Products included drug-eluting bead products that are used in more than 35 countries for the treatment of primary liver cancer (HCC), liver metastases from colorectal cancer and other cancers. The company supplied and marketed brachytherapy products (radiation-delivering seeds) that are used to treat prostate cancer.

Its UK research and development facilities were engaged in licensing and in new product development based on the company's core drug delivery technologies in the treatment of cancers.

Its Cellmed unit in Alzenau, Germany, was developing a drug-eluting bead product for the treatment of stroke based on proprietary stem cell technology. Cellmed was also developing a GLP-1 analogue for the treatment of diabetes and obesity partnered with AstraZeneca.

Biocompatibles had collaborative agreements with Bayer HealthCare Pharmaceuticals Inc., Medtronic Inc. and Merz Pharma.

==History==

In the 1970s Dennis Chapman (1927–1999) at London's Royal Free Hospital. Chapman and his colleagues were responsible for groundbreaking research in the area of biocompatibility – the ability of a material to interface within the body without provoking an adverse biological response. They identified phosphoryl-choline (PC), a substance present in the human cell membrane, as one of the primary natural materials responsible for biocompatibility.
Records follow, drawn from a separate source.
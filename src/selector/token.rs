use serde::Serialize;
use std::fmt;

/// The kind of lexeme a token was produced from.
#[derive(Debug, Clone, Copy, PartialEq, Eq, Hash, Serialize)]
#[serde(rename_all = "kebab-case")]
pub enum TokenType {
    Whitespace,
    Colon,
    BracketOpen,
    BracketClose,
    ParenOpen,
    ParenClose,
    Equals,
    Comma,
    GreaterThan,
    String,
    Number,
    Identifier,
}

impl TokenType {
    pub fn as_str(self) -> &'static str {
        match self {
            TokenType::Whitespace => "whitespace",
            TokenType::Colon => "colon",
            TokenType::BracketOpen => "bracket-open",
            TokenType::BracketClose => "bracket-close",
            TokenType::ParenOpen => "paren-open",
            TokenType::ParenClose => "paren-close",
            TokenType::Equals => "equals",
            TokenType::Comma => "comma",
            TokenType::GreaterThan => "greater-than",
            TokenType::String => "string",
            TokenType::Number => "number",
            TokenType::Identifier => "identifier",
        }
    }

    /// Tokens that can stand on the right-hand side of `key=` or inside `eq(...)`.
    pub fn is_value(self) -> bool {
        matches!(
            self,
            TokenType::String | TokenType::Number | TokenType::Identifier
        )
    }
}

impl fmt::Display for TokenType {
    fn fmt(&self, f: &mut fmt::Formatter<'_>) -> fmt::Result {
        f.write_str(self.as_str())
    }
}

/// A single lexeme. For quoted strings `text` holds the unescaped contents.
#[derive(Debug, Clone, PartialEq, Eq, Serialize)]
pub struct Token {
    #[serde(rename = "type")]
    token_type: TokenType,
    text: String,
    position: usize,
}

impl Token {
    pub fn new(token_type: TokenType, text: impl Into<String>, position: usize) -> Self {
        Self {
            token_type,
            text: text.into(),
            position,
        }
    }

    pub fn token_type(&self) -> TokenType {
        self.token_type
    }

    pub fn text(&self) -> &str {
        &self.text
    }

    /// Character offset of the first character of the lexeme.
    pub fn position(&self) -> usize {
        self.position
    }
}

/// Tokens in the order they appeared in the selector.
#[derive(Debug, Clone, Default, PartialEq, Eq, Serialize)]
#[serde(transparent)]
pub struct TokenStream {
    tokens: Vec<Token>,
}

impl TokenStream {
    pub fn new() -> Self {
        Self::default()
    }

    pub fn push(&mut self, token: Token) {
        self.tokens.push(token);
    }

    pub fn get(&self, index: usize) -> Option<&Token> {
        self.tokens.get(index)
    }

    pub fn len(&self) -> usize {
        self.tokens.len()
    }

    pub fn is_empty(&self) -> bool {
        self.tokens.is_empty()
    }

    pub fn iter(&self) -> std::slice::Iter<'_, Token> {
        self.tokens.iter()
    }

    pub fn last(&self) -> Option<&Token> {
        self.tokens.last()
    }
}

impl<'a> IntoIterator for &'a TokenStream {
    type Item = &'a Token;
    type IntoIter = std::slice::Iter<'a, Token>;

    fn into_iter(self) -> Self::IntoIter {
        self.tokens.iter()
    }
}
In 1984 Chapman founded Biocompatibles, which patented PC technology to develop it for commercial healthcare applications. In 2002, the company expanded to a new field based upon embolisation therapy, a minimally invasive treatment for tumors or vascular malformations based upon compressible PVA embolic microspheres.

Biocompatibles has been publicly traded on the London Stock Exchange since 1995 (LSE:BII).

In 2010, the company was acquired by BTG plc for about 156 million pounds.

In 2019, its new parent company BTG was acquired by Boston Scientific for around US$4.2 billion.

==The Technology==

Biocompatibles has a patent portfolio defending three biomedical polymer systems.

- The NFil Technology licensed from the Biocure affiliate of Novartis' Ciba Vision subsidiary, which is used in the Drug-Eluting Beads programme;
- The CellMed alginate technology, CellBeads, which is required for the encapsulation of biological agents; and the PC technology that was the group's original platform;
- A variety of more product-specific drug delivery inventions for the delivery of both chemical and biological agents.

==Pharmaceutical products==

Research and products are centered on the controlled and accurate delivery of drugs to patients with certain forms of cancer or vascular problems. Research is focused on the use of drug-eluting beads, which can be accurately delivered to the point of need. Once metabolized, these beads release the prescribed drug at a pre-determined rate.